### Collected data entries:
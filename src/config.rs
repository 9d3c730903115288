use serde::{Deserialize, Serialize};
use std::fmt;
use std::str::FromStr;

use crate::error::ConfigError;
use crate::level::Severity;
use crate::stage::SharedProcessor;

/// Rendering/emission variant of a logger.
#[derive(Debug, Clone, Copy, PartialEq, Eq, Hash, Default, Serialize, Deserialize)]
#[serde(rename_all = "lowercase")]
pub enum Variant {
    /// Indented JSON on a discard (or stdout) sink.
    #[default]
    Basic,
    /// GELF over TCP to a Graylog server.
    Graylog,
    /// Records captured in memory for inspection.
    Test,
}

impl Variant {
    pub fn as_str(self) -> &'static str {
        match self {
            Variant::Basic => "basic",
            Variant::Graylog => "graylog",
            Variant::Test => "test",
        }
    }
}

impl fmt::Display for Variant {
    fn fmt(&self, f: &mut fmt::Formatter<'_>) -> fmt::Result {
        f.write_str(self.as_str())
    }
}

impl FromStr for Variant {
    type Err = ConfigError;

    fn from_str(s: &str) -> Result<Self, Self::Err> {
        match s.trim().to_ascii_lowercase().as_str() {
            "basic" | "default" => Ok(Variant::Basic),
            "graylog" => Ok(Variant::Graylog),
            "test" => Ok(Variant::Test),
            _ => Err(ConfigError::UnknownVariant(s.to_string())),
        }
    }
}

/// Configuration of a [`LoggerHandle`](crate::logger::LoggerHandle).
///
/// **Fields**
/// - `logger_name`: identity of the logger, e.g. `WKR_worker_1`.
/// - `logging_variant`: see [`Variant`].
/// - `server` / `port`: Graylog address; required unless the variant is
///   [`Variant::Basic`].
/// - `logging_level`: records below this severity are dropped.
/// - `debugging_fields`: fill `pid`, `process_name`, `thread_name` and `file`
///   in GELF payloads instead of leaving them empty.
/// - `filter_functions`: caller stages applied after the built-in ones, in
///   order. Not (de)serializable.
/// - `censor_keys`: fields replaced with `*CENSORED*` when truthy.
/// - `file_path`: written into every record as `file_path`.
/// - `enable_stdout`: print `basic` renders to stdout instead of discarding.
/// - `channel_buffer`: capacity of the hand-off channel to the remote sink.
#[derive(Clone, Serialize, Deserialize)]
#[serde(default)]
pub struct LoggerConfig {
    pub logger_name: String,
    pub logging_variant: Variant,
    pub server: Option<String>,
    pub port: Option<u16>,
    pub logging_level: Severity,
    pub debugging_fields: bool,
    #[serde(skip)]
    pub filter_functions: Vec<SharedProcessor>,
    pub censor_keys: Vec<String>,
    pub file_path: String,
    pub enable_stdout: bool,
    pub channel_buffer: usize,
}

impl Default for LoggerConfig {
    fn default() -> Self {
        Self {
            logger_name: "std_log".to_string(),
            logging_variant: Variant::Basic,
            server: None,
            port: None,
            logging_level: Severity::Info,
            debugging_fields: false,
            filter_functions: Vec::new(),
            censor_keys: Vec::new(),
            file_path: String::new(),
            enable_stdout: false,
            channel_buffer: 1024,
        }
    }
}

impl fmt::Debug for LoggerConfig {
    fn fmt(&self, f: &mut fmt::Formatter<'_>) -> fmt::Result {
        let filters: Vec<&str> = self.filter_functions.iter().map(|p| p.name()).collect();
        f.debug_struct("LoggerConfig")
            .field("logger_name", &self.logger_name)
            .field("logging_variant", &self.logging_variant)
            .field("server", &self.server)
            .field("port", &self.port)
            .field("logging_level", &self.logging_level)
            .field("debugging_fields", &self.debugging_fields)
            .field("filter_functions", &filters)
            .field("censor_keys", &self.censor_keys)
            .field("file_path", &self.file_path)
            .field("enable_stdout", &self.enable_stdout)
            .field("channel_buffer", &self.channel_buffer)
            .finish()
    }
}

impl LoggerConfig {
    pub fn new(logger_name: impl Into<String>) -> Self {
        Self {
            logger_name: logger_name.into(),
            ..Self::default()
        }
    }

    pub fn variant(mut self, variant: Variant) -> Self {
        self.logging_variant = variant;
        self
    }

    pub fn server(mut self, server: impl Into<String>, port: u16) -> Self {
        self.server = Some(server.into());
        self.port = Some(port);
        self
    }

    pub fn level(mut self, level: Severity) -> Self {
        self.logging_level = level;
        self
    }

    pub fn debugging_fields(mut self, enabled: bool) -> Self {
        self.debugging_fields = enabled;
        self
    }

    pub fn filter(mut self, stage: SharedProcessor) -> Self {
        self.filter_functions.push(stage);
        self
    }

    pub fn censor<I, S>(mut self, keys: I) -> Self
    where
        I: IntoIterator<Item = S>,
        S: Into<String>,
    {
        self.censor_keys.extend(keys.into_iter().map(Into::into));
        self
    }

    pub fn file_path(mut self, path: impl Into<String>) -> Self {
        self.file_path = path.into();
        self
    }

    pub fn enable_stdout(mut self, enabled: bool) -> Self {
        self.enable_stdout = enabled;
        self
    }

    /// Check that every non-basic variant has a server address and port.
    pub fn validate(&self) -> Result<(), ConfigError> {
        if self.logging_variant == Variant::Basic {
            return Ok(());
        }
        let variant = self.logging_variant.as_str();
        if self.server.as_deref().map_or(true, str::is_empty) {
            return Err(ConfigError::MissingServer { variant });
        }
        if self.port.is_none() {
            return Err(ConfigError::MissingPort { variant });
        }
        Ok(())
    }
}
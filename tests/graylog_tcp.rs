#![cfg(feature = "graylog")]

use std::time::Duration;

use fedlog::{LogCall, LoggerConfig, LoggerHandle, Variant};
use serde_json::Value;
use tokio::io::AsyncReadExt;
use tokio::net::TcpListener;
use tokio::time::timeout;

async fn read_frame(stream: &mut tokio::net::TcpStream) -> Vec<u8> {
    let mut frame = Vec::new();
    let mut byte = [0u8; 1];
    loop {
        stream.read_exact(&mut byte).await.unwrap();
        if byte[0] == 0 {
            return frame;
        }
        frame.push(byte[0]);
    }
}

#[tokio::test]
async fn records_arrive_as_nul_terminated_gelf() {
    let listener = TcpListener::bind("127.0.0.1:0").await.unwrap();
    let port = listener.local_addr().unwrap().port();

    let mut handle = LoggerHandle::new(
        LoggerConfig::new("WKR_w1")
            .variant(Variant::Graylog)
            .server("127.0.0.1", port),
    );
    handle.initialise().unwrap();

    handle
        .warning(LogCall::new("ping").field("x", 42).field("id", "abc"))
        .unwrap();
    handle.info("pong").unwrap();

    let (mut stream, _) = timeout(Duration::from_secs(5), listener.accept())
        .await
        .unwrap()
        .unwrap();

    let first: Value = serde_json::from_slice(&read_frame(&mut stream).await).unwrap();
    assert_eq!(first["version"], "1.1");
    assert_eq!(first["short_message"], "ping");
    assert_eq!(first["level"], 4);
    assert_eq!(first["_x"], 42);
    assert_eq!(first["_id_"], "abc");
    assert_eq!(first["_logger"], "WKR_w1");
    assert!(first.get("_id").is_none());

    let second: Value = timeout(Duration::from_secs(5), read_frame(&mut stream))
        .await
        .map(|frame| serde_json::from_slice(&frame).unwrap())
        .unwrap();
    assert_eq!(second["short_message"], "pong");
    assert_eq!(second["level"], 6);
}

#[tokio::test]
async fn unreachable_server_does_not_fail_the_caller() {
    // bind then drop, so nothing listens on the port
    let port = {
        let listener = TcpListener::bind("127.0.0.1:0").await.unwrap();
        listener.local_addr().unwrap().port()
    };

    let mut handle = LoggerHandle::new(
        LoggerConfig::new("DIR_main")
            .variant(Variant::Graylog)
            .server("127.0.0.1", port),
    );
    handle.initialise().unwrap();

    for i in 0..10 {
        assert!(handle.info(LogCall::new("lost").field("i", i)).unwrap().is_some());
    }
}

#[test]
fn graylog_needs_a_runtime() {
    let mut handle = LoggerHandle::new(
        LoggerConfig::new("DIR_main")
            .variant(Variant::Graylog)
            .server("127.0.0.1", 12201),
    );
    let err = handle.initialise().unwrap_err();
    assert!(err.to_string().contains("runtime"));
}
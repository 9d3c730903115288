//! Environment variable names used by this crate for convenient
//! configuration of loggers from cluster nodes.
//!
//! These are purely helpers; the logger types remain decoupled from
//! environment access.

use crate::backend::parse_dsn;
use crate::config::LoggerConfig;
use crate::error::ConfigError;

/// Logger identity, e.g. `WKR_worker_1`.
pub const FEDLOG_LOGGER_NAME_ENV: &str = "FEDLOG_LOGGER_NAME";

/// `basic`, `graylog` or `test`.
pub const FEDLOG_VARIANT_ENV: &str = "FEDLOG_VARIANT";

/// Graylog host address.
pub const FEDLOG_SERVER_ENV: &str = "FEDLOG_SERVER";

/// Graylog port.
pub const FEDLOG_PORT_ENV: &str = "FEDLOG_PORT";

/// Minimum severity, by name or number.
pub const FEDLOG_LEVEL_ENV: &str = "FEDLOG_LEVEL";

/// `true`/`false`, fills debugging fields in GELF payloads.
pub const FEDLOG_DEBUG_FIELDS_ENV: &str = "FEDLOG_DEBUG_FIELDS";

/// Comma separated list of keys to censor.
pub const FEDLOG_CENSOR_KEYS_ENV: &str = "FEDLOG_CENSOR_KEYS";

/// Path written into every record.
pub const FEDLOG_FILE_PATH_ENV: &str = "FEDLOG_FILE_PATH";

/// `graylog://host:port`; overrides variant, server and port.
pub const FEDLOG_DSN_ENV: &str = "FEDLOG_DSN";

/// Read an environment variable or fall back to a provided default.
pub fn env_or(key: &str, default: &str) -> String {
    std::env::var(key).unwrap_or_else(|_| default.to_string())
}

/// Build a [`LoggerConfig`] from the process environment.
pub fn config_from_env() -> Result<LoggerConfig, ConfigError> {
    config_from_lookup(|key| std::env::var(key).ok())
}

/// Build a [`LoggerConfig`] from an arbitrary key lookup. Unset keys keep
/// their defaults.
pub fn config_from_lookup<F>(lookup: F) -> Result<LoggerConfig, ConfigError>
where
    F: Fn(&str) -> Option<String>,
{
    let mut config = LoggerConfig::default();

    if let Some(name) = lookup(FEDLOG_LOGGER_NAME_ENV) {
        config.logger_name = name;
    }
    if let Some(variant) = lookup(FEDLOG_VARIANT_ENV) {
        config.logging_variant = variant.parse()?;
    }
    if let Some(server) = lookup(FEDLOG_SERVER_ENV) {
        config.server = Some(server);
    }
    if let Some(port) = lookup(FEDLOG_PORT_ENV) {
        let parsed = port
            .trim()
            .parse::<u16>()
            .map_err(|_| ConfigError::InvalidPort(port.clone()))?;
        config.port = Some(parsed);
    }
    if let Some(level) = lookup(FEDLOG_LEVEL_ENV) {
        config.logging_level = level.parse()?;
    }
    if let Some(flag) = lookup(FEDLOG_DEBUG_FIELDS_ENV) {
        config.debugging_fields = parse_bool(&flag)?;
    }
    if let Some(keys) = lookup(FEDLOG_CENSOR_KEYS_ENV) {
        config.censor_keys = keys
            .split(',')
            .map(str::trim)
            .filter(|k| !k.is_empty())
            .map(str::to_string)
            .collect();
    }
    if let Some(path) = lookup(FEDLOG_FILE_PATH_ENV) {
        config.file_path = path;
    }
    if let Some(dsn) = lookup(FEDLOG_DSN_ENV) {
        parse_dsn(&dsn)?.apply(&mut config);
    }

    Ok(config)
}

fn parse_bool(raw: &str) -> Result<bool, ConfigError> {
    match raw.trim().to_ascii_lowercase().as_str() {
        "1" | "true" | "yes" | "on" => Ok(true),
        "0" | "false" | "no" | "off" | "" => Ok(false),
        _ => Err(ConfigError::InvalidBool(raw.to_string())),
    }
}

### Task details:
Taking the line with "filename tests/graylog_tcp.rs" as the first and the line with "stream.read_exact(&mut byte).await.unwrap();" as the last, retype that stretch of the data above exactly, with no other lines.

### Answer space:
filename tests/graylog_tcp.rs
#![cfg(feature = "graylog")]

use std::time::Duration;

use fedlog::{LogCall, LoggerConfig, LoggerHandle, Variant};
use serde_json::Value;
use tokio::io::AsyncReadExt;
use tokio::net::TcpListener;
use tokio::time::timeout;

async fn read_frame(stream: &mut tokio::net::TcpStream) -> Vec<u8> {
    let mut frame = Vec::new();
    let mut byte = [0u8; 1];
    loop {
        stream.read_exact(&mut byte).await.unwrap();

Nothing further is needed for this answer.